Stripe, a payment processing company, has already used Evals to complement their human evaluations to measure the accuracy of their GPT-powered documentation tool. OpenAI hopes that Evals will become a vehicle to share and crowdsource benchmarks, representing a wide range of failure modes and difficult tasks.
Access to GPT-4
ChatGPT Plus subscribers will have access to GPT-4 on chat.openai.com with a usage cap. The exact usage cap may vary depending on demand and system performance, but it is expected to be severely capacity constrained. This means that there may be limitations on the amount of GPT-4 queries that can be made by ChatGPT Plus subscribers.
It is also mentioned that depending on the traffic patterns observed, OpenAI may introduce a new subscription level for higher-volume GPT-4 usage. This suggests that there may be options for users who require greater access to GPT-4 than what is currently available with ChatGPT Plus subscription.
Furthermore, OpenAI hopes to offer some amount of free GPT-4 queries at some point in the future, so that those without a subscription can try it as well. This indicates that OpenAI recognizes the potential interest and demand for GPT-4 and aims to make it accessible to a wider audience.
The API for GPT-4 is currently available via a waitlist, which developers can sign up for to gain access. The API uses the same ChatCompletions API as GPT-3.5-turbo. The company plans to gradually invite developers to access the API in order to balance capacity with demand. Additionally, researchers studying the societal impact of AI or AI alignment issues can apply for subsidized access via the Researcher Access Program.
Once developers gain access, they can make text-only requests to the GPT-4 model, with image inputs still being limited to alpha testing. The model will be automatically updated to the recommended stable version as new versions become available. The current stable version can be pinned by calling gpt-4-0314, which will be supported until June 14. The pricing for the GPT-4 API is $0.03 per 1k prompt tokens and $0.06 per 1k completion tokens. The default rate limits for the API are 40k tokens per minute and 200 requests per minute.
The GPT-4 model has a context length of 8,192 tokens, which means that it can take up to 8,192 tokens as input for generating text. Additionally, the company is providing limited access to the 32,768-context version of the model, known as GPT-4-32k, which can take up to 32,768 tokens as input (equivalent to about 50 pages of text).
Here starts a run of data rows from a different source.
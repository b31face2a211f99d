//! Nullable record sink: remembers what it was given.

use std::sync::atomic::{AtomicBool, Ordering};
use std::sync::{Mutex, PoisonError};

use async_trait::async_trait;
use svims_records::{RecordError, RecordSink};
use svims_verification::VisitorRecord;

/// A record sink that keeps submissions in memory and can be told to fail.
#[derive(Debug, Default)]
pub struct NullRecordSink {
    failing: AtomicBool,
    submitted: Mutex<Vec<VisitorRecord>>,
}

impl NullRecordSink {
    pub fn new() -> Self {
        Self::default()
    }

    /// A sink that rejects every record, like an unreachable store.
    pub fn failing() -> Self {
        let sink = Self::default();
        sink.set_failing(true);
        sink
    }

    pub fn set_failing(&self, failing: bool) {
        self.failing.store(failing, Ordering::SeqCst);
    }

    /// Records accepted so far, oldest first.
    pub fn submitted(&self) -> Vec<VisitorRecord> {
        self.submitted
            .lock()
            .unwrap_or_else(PoisonError::into_inner)
            .clone()
    }
}

#[async_trait]
impl RecordSink for NullRecordSink {
    fn name(&self) -> &str {
        "null"
    }

    async fn submit(&self, record: &VisitorRecord) -> Result<(), RecordError> {
        if self.failing.load(Ordering::SeqCst) {
            return Err(RecordError::Unreachable("null sink set to fail".into()));
        }
        self.submitted
            .lock()
            .unwrap_or_else(PoisonError::into_inner)
            .push(record.clone());
        Ok(())
    }
}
The 32K model will also be updated automatically over time, with the current stable version being gpt-4-32k-0314 and supported until June 14. The pricing for the 32K model is $0.06 per 1k prompt tokens and $0.12 per 1k completion tokens.
The company is still improving the quality of the GPT-4 model for long context and would appreciate feedback on how it performs for different use cases. Requests for the 8K and 32K models are being processed at different rates based on capacity, so developers may receive access to them at different times.